The NFA in 2025: How America Made Guns a Rich Person’s Hobby

Remember the $200 tax in 1934? That’s roughly $4,822 today. Imagine being told you have the right to defend yourself, but first, cough up five grand to the government—or don’t even bother. That wasn’t a minor inconvenience; that was a full-blown economic veto on liberty. Sure, Congress has tweaked some rules here and there, and the tax isn’t as lethal as it once was, but the principle remains: freedom still has a price tag, and most Americans simply can’t afford it.

And let’s not forget the bureaucracy. Want to transfer a machine gun or a suppressor? Fill out forms, wait months, submit fingerprints, pay fees, pray the ATF doesn’t misplace your paperwork, and maybe—just maybe—you get to exercise your constitutional right. Meanwhile, the wealthy walk in like it’s a Costco trip, swipe their card, and go home with an arsenal worthy of a small nation.

Supreme Court rulings like Heller and Bruen reaffirm that the Second Amendment protects individual rights—but the courts also gave the government a wide loophole to define what’s “dangerous and unusual.” Translation: the Founders wrote the Constitution to empower the people, and the modern state responded: “Yes, yes, we know, but we get to decide which arms you peasants can’t touch.”

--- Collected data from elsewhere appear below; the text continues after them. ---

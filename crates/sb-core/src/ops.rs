//! Tree operations.
//!
//! Every operation takes the current `Tree` and returns a new one; the
//! input is never changed. Only the nodes on the path from the root to the
//! edited node are copied, everything else stays pointer-shared with the
//! input, which keeps history snapshots cheap.
//!
//! Operations are all-or-nothing: all checks run before any edit is made
//! to the working copy, and a failure drops the copy.

use crate::error::OperationError;
use crate::id::NodeId;
use crate::model::{ANCHOR_FIELD, Device, ElementKind, Node, RESPONSIVE_KEY, StyleMap, Value};
use crate::tree::Tree;
use serde::{Deserialize, Serialize};
use std::collections::{BTreeMap, HashMap, HashSet};
use std::sync::Arc;

const NO_SUCH_PARENT: &str = "no such element";
const CHILD_NOT_ALLOWED: &str = "that element type is not allowed there";
const ROOT_HAS_NO_PARENT: &str = "the page root has no parent to hold a copy";

// ─── Operations ──────────────────────────────────────────────────────────

/// Insert `node` (and its subtree) under `parent` at `index`, or at the end.
pub fn insert(
    tree: &Tree,
    parent: NodeId,
    node: Node,
    index: Option<usize>,
) -> Result<Tree, OperationError> {
    let path = tree.path_to(parent).ok_or(OperationError::InvalidParent {
        parent,
        child: node.kind,
        reason: NO_SUCH_PARENT,
    })?;
    let target = tree.node_at(&path).ok_or(OperationError::NodeNotFound(parent))?;
    check_accepts(target, node.kind)?;
    let index = check_index(target, index)?;
    check_subtree(&node, &tree.id_set())?;

    log::trace!("insert {} `{}` into `{parent}` at {index}", node.kind, node.id);
    let mut next = tree.clone();
    next.node_at_mut(&path)
        .ok_or(OperationError::NodeNotFound(parent))?
        .children
        .insert(index, Arc::new(node));
    Ok(next)
}

/// Detach the subtree at `id`. Returns the new tree and the detached subtree.
pub fn remove(tree: &Tree, id: NodeId) -> Result<(Tree, Arc<Node>), OperationError> {
    let path = tree.path_to(id).ok_or(OperationError::NodeNotFound(id))?;
    let (&slot, parent_path) = path.split_last().ok_or(OperationError::CannotRemoveRoot)?;

    log::trace!("remove `{id}`");
    let mut next = tree.clone();
    let parent = next
        .node_at_mut(parent_path)
        .ok_or(OperationError::NodeNotFound(id))?;
    let detached = parent.children.remove(slot);
    Ok((next, detached))
}

/// Detach `id` and reattach it under `new_parent` at `index` (or the end).
///
/// `index` counts positions in the destination after the node has been
/// detached, so moving within the same parent uses the shortened list.
pub fn move_node(
    tree: &Tree,
    id: NodeId,
    new_parent: NodeId,
    index: Option<usize>,
) -> Result<Tree, OperationError> {
    let from = tree.path_to(id).ok_or(OperationError::NodeNotFound(id))?;
    if from.is_empty() {
        return Err(OperationError::CannotRemoveRoot);
    }
    let node = tree.node_at(&from).ok_or(OperationError::NodeNotFound(id))?;
    let to = tree.path_to(new_parent).ok_or(OperationError::InvalidParent {
        parent: new_parent,
        child: node.kind,
        reason: NO_SUCH_PARENT,
    })?;
    if to.starts_with(&from) {
        return Err(OperationError::CyclicMove {
            node: id,
            target: new_parent,
        });
    }
    let dest = tree
        .node_at(&to)
        .ok_or(OperationError::NodeNotFound(new_parent))?;
    check_accepts(dest, node.kind)?;

    let (detached_tree, detached) = remove(tree, id)?;
    let to = detached_tree
        .path_to(new_parent)
        .ok_or(OperationError::NodeNotFound(new_parent))?;
    let dest = detached_tree
        .node_at(&to)
        .ok_or(OperationError::NodeNotFound(new_parent))?;
    let index = check_index(dest, index)?;

    log::trace!("move `{id}` into `{new_parent}` at {index}");
    let mut next = detached_tree;
    next.node_at_mut(&to)
        .ok_or(OperationError::NodeNotFound(new_parent))?
        .children
        .insert(index, detached);
    Ok(next)
}

/// Deep-copy the subtree at `id` with fresh ids and place the copy right
/// after the original. Returns the new tree and the copy's id.
pub fn duplicate(tree: &Tree, id: NodeId) -> Result<(Tree, NodeId), OperationError> {
    let path = tree.path_to(id).ok_or(OperationError::NodeNotFound(id))?;
    let node = tree.node_at(&path).ok_or(OperationError::NodeNotFound(id))?;
    let Some((&slot, parent_path)) = path.split_last() else {
        return Err(OperationError::InvalidParent {
            parent: id,
            child: node.kind,
            reason: ROOT_HAS_NO_PARENT,
        });
    };

    let copy = clone_with_fresh_ids(node);
    let copy_id = copy.id;
    log::trace!("duplicate `{id}` as `{copy_id}`");

    let mut next = tree.clone();
    next.node_at_mut(parent_path)
        .ok_or(OperationError::NodeNotFound(id))?
        .children
        .insert(slot + 1, Arc::new(copy));
    Ok((next, copy_id))
}

/// Shallow-merge `patch` into the base style, or into the `device` override.
pub fn update_style(
    tree: &Tree,
    id: NodeId,
    patch: &StyleMap,
    device: Option<Device>,
) -> Result<Tree, OperationError> {
    let path = tree.path_to(id).ok_or(OperationError::NodeNotFound(id))?;
    if let Some(key) = patch.keys().find(|k| k.is_empty() || *k == RESPONSIVE_KEY) {
        return Err(OperationError::InvalidStyleProperty(key.clone()));
    }

    log::trace!("update style of `{id}` ({} keys, {device:?})", patch.len());
    let mut next = tree.clone();
    next.node_at_mut(&path)
        .ok_or(OperationError::NodeNotFound(id))?
        .style
        .merge(patch, device);
    Ok(next)
}

/// Merge `patch` into the content payload. Every field must exist for the
/// node's type and carry a value of the right type.
pub fn update_content(
    tree: &Tree,
    id: NodeId,
    patch: &BTreeMap<String, Value>,
) -> Result<Tree, OperationError> {
    let path = tree.path_to(id).ok_or(OperationError::NodeNotFound(id))?;
    let node = tree.node_at(&path).ok_or(OperationError::NodeNotFound(id))?;
    for (field, value) in patch {
        check_content_field(node, field, value)?;
    }

    log::trace!("update content of `{id}` ({} fields)", patch.len());
    let mut next = tree.clone();
    let target = next.node_at_mut(&path).ok_or(OperationError::NodeNotFound(id))?;
    for (field, value) in patch {
        target.content.set(field, value.clone());
    }
    Ok(next)
}

// ─── Cloning ─────────────────────────────────────────────────────────────

/// Deep copy of `node` where every node gets a fresh id.
///
/// Anchor fields that point at a node inside the copied subtree are
/// rewritten to point at that node's copy. Anchors pointing elsewhere are
/// left as they are.
pub fn clone_with_fresh_ids(node: &Node) -> Node {
    let mut mapping = HashMap::new();
    let mut copy = reassign_ids(node, &mut mapping);
    remap_anchors(&mut copy, &mapping);
    copy
}

fn reassign_ids(node: &Node, mapping: &mut HashMap<NodeId, NodeId>) -> Node {
    let id = NodeId::fresh(node.kind.as_str());
    mapping.insert(node.id, id);
    Node {
        id,
        kind: node.kind,
        style: node.style.clone(),
        content: node.content.clone(),
        children: node
            .children
            .iter()
            .map(|child| Arc::new(reassign_ids(child, mapping)))
            .collect(),
    }
}

fn remap_anchors(node: &mut Node, mapping: &HashMap<NodeId, NodeId>) {
    let remapped = node
        .content
        .text(ANCHOR_FIELD)
        .and_then(NodeId::lookup)
        .and_then(|old| mapping.get(&old));
    if let Some(new) = remapped {
        node.content.set(ANCHOR_FIELD, new.as_str());
    }
    for child in &mut node.children {
        // Freshly built above, so never shared: make_mut does not copy.
        remap_anchors(Arc::make_mut(child), mapping);
    }
}

// ─── Checks ──────────────────────────────────────────────────────────────

fn check_accepts(parent: &Node, child: ElementKind) -> Result<(), OperationError> {
    if parent.kind.allows_child(child) {
        Ok(())
    } else {
        Err(OperationError::InvalidParent {
            parent: parent.id,
            child,
            reason: CHILD_NOT_ALLOWED,
        })
    }
}

fn check_index(parent: &Node, index: Option<usize>) -> Result<usize, OperationError> {
    let len = parent.children.len();
    match index {
        None => Ok(len),
        Some(i) if i <= len => Ok(i),
        Some(i) => Err(OperationError::IndexOutOfRange {
            parent: parent.id,
            index: i64::try_from(i).unwrap_or(i64::MAX),
            len,
        }),
    }
}

fn check_content_field(node: &Node, field: &str, value: &Value) -> Result<(), OperationError> {
    match node.kind.content_field(field) {
        Some(kind) if kind == value.kind() => Ok(()),
        _ => Err(OperationError::InvalidContentField {
            node: node.id,
            kind: node.kind,
            field: field.to_string(),
        }),
    }
}

/// Check a subtree about to be inserted: no id may already exist in the
/// tree (`existing`) or repeat inside the subtree, every child must be
/// allowed by its parent, and every content field must fit its type.
pub fn check_subtree(node: &Node, existing: &HashSet<NodeId>) -> Result<(), OperationError> {
    fn go(
        node: &Node,
        existing: &HashSet<NodeId>,
        seen: &mut HashSet<NodeId>,
    ) -> Result<(), OperationError> {
        if existing.contains(&node.id) || !seen.insert(node.id) {
            return Err(OperationError::DuplicateId(node.id));
        }
        for (field, value) in node.content.iter() {
            check_content_field(node, field, value)?;
        }
        for child in &node.children {
            check_accepts(node, child.kind)?;
            go(child, existing, seen)?;
        }
        Ok(())
    }
    go(node, existing, &mut HashSet::new())
}

/// Split a host-supplied position into a usable index or the offending
/// negative value.
fn position(index: Option<i64>) -> Result<Option<usize>, i64> {
    match index {
        None => Ok(None),
        Some(i) if i < 0 => Err(i),
        Some(i) => Ok(Some(usize::try_from(i).unwrap_or(usize::MAX))),
    }
}

/// `IndexOutOfRange` for a negative position. Every other check has
/// already passed on `appended`, where the node went to the end of
/// `parent`, so the valid range is one less than its child count.
fn negative_index(appended: &Tree, parent: NodeId, index: i64) -> OperationError {
    let len = appended
        .find(parent)
        .map_or(0, |p| p.children.len().saturating_sub(1));
    OperationError::IndexOutOfRange { parent, index, len }
}

// ─── Operation values ────────────────────────────────────────────────────

/// A tree operation as data, as sent by the host UI.
#[derive(Debug, Clone, PartialEq, Serialize, Deserialize)]
#[serde(tag = "op", rename_all = "camelCase", rename_all_fields = "camelCase")]
pub enum Operation {
    Insert {
        parent_id: NodeId,
        node: Node,
        /// Signed so a negative position from the host is reported as
        /// `IndexOutOfRange` rather than failing to parse.
        #[serde(default, skip_serializing_if = "Option::is_none")]
        index: Option<i64>,
    },
    Remove {
        node_id: NodeId,
    },
    Move {
        node_id: NodeId,
        new_parent_id: NodeId,
        #[serde(default, skip_serializing_if = "Option::is_none")]
        index: Option<i64>,
    },
    Duplicate {
        node_id: NodeId,
    },
    UpdateStyle {
        node_id: NodeId,
        patch: StyleMap,
        #[serde(default, skip_serializing_if = "Option::is_none")]
        device: Option<Device>,
    },
    UpdateContent {
        node_id: NodeId,
        patch: BTreeMap<String, Value>,
    },
}

/// Result of a successful `Operation::apply`.
#[derive(Debug, Clone)]
pub struct Applied {
    pub tree: Tree,
    /// The subtree taken out by `Remove`.
    pub detached: Option<Arc<Node>>,
    /// The node added by `Insert` or `Duplicate`.
    pub created: Option<NodeId>,
}

impl Applied {
    fn from_tree(tree: Tree) -> Self {
        Self {
            tree,
            detached: None,
            created: None,
        }
    }
}

impl Operation {
    pub fn apply(&self, tree: &Tree) -> Result<Applied, OperationError> {
        let applied = match self {
            Operation::Insert {
                parent_id,
                node,
                index,
            } => {
                let next = match position(*index) {
                    Ok(index) => insert(tree, *parent_id, node.clone(), index)?,
                    Err(negative) => {
                        let appended = insert(tree, *parent_id, node.clone(), None)?;
                        return Err(negative_index(&appended, *parent_id, negative));
                    }
                };
                Applied {
                    tree: next,
                    detached: None,
                    created: Some(node.id),
                }
            }
            Operation::Remove { node_id } => {
                let (tree, detached) = remove(tree, *node_id)?;
                Applied {
                    tree,
                    detached: Some(detached),
                    created: None,
                }
            }
            Operation::Move {
                node_id,
                new_parent_id,
                index,
            } => match position(*index) {
                Ok(index) => Applied::from_tree(move_node(tree, *node_id, *new_parent_id, index)?),
                Err(negative) => {
                    let appended = move_node(tree, *node_id, *new_parent_id, None)?;
                    return Err(negative_index(&appended, *new_parent_id, negative));
                }
            },
            Operation::Duplicate { node_id } => {
                let (tree, copy) = duplicate(tree, *node_id)?;
                Applied {
                    tree,
                    detached: None,
                    created: Some(copy),
                }
            }
            Operation::UpdateStyle {
                node_id,
                patch,
                device,
            } => Applied::from_tree(update_style(tree, *node_id, patch, *device)?),
            Operation::UpdateContent { node_id, patch } => {
                Applied::from_tree(update_content(tree, *node_id, patch)?)
            }
        };
        log::debug!("applied: {}", self.description());
        Ok(applied)
    }

    /// Short label for history entries and undo/redo tooltips.
    pub fn description(&self) -> String {
        match self {
            Operation::Insert { node, .. } => format!("Insert {}", node.kind),
            Operation::Remove { node_id } => format!("Delete {node_id}"),
            Operation::Move { node_id, .. } => format!("Move {node_id}"),
            Operation::Duplicate { node_id } => format!("Duplicate {node_id}"),
            Operation::UpdateStyle {
                node_id,
                device: Some(device),
                ..
            } => format!("Style {node_id} ({})", device.as_str()),
            Operation::UpdateStyle { node_id, .. } => format!("Style {node_id}"),
            Operation::UpdateContent { node_id, .. } => format!("Edit {node_id}"),
        }
    }

    /// The node the operation is aimed at (the parent, for `Insert`).
    pub fn target(&self) -> NodeId {
        match self {
            Operation::Insert { parent_id, .. } => *parent_id,
            Operation::Remove { node_id }
            | Operation::Move { node_id, .. }
            | Operation::Duplicate { node_id }
            | Operation::UpdateStyle { node_id, .. }
            | Operation::UpdateContent { node_id, .. } => *node_id,
        }
    }
}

The result? Ordinary citizens can have pistols, maybe a standard rifle, and the illusion of self-defense. But anything that could actually level the playing field—a short-barreled shotgun, a machine gun, or a suppressor—is either absurdly taxed, bureaucratically suffocated, or both. In other words, the NFA has evolved into a wealth filter, a tool to enforce a constitutional class system: freedom for the rich, paperwork and denial for everyone else.

Let’s call this what it is: the NFA was the first brick in the road to an American oligarchy. It didn’t outlaw firearms; it just made them inaccessible to anyone who isn’t wealthy enough to navigate the system. And every tweak, every tax, every form since 1934 has done exactly the same thing.

The Constitution? Still standing. The promise of the Second Amendment? Still bold. But as long as Congress and the bureaucracy get to decide which arms are “dangerous,” and as long as money determines who can access them, freedom remains conditional, limited, and mostly for those with deep pockets.

So here’s the takeaway: if you ever wondered what oligarchy looks like in action, stop imagining dystopian sci-fi and look at your gun laws. The NFA didn’t start with a bang—it started with a $200 tax, a pile of paperwork, and the notion that liberty is only for those who can afford it.